Obamacare was supposed to cut back on the amount of money spent in the U. S. on health care. So how’s that working out?
The Congressional Budget Office, as you may have heard, has issued a new estimate that Obamacare will cost $1.76 trillion over a decade, not the $940 billion the president told us it would be. Why did this happen?
Democrats employed many accounting tricks when they were pushing through the national health care legislation, the most egregious of which was to delay full implementation of the law until 2014, so it would appear cheaper under the CBO's standard ten-year budget window and, at least on paper, meet Obama's pledge that the legislation would cost "around $900 billion over 10 years."
When the final CBO score came out before passage, critics noted that the true 10 year cost would be far higher than advertised once projections accounted for full implementation.
Today, the CBO released new projections from 2013 extending through 2022, and the results are as critics expected: the ten-year cost of the law's core provisions to expand health insurance coverage has now ballooned to $1.76 trillion.
That's because we now have estimates for Obamacare's first nine years of full implementation, rather than the mere six when it was signed into law. Only next year will we get a true ten-year cost estimate, if the law isn't overturned by the Supreme Court or repealed by then.
Given that in 2022, the last year available, the gross cost of the coverage expansions are $265 billion, we're likely looking at about $2 trillion over the first decade, or more than double what Obama advertised.
As Grace-Marie Turner sums it up for Forbes, “Obamacare: If Possible the News Is Getting Worse.” She gives a good summary of the bad developments, including the “anti-conscience” rules and the impact the law is having on investing.
It is true that the financial burden of Obamacare may be unsustainable, but I have to say that its direct attack on the First Amendment, with its abridgement of religious freedom and conscience protection, seems almost more important.
We may be broke and heading towards a Greek tragedy, but that this law is eroding religious freedom is worse. The heavy fines that the Obama administration intends to impose on faith-based organizations that refuse to carry out the HHS contraceptive mandate reminds me of the penal fines imposed on Catholics during the English Reformation. We’ve never been the kind of country that requires citizens, whether because they are pacifists or for some other reason, to violate their consciences.

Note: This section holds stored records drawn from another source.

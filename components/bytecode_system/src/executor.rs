//! Installed tier-2 traces

use std::sync::atomic::{AtomicBool, AtomicU64, Ordering};
use std::sync::Arc;

use crate::code::Constant;
use crate::uop::UopInstruction;
use crate::version::VersionTag;

/// An optimized uop trace attached to a hot backward jump
///
/// Validity is checked lazily: the executor is valid while its flag is set
/// and every version tag it depends on still holds the value observed at
/// recording time. Nothing scans executors when a tag is bumped.
#[derive(Debug)]
pub struct Executor {
    uops: Vec<UopInstruction>,
    consts: Vec<Constant>,
    dependencies: Vec<(Arc<VersionTag>, u32)>,
    valid: AtomicBool,
    origin: u32,
    entry: u32,
    executions: AtomicU64,
    side_exits: AtomicU64,
}

impl Executor {
    /// Create an executor
    ///
    /// `origin` is the index of the backward jump the executor is attached
    /// to, `entry` the loop head the trace starts at.
    pub fn new(
        uops: Vec<UopInstruction>,
        consts: Vec<Constant>,
        dependencies: Vec<(Arc<VersionTag>, u32)>,
        origin: u32,
        entry: u32,
    ) -> Self {
        Self {
            uops,
            consts,
            dependencies,
            valid: AtomicBool::new(true),
            origin,
            entry,
            executions: AtomicU64::new(0),
            side_exits: AtomicU64::new(0),
        }
    }

    /// The uop sequence
    pub fn uops(&self) -> &[UopInstruction] {
        &self.uops
    }

    /// Constants produced by folding, indexed by `_LOAD_CONST_INLINE`
    pub fn consts(&self) -> &[Constant] {
        &self.consts
    }

    /// Guarded version tags and the versions they must still hold
    pub fn dependencies(&self) -> &[(Arc<VersionTag>, u32)] {
        &self.dependencies
    }

    /// Index of the originating backward jump
    pub fn origin(&self) -> u32 {
        self.origin
    }

    /// Loop head the trace starts at
    pub fn entry(&self) -> u32 {
        self.entry
    }

    /// Lazily re-check validity
    pub fn is_valid(&self) -> bool {
        self.valid.load(Ordering::Acquire)
            && self
                .dependencies
                .iter()
                .all(|(tag, version)| tag.matches(*version))
    }

    /// Mark the executor dead; it is never entered again
    pub fn invalidate(&self) {
        self.valid.store(false, Ordering::Release);
    }

    /// Count one entry
    pub fn record_entry(&self) {
        self.executions.fetch_add(1, Ordering::Relaxed);
    }

    /// Count one side exit
    pub fn record_side_exit(&self) {
        self.side_exits.fetch_add(1, Ordering::Relaxed);
    }

    /// Number of times the executor was entered
    pub fn executions(&self) -> u64 {
        self.executions.load(Ordering::Relaxed)
    }

    /// Number of side exits taken
    pub fn side_exits(&self) -> u64 {
        self.side_exits.load(Ordering::Relaxed)
    }
}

The only good news is that Obamacare is such a disaster that, one way or another, it won’t be able to go on forever. Daniel Foster of National Review writes:
To me, the question has never been whether Obamacare will fail (by failing to bend the cost curve, by incurring massive per-person costs for its coverage expansion, and by foisting things like IPAB on the public). Rather, the question has been whether it will fail quickly and spectacularly enough that the political will is toward repeal, and not expansion. If it fails slowly, we’re likely to see more of it, not less.
Even if Obamacare is repealed, this administration has stuck us with other unjustifiable debts.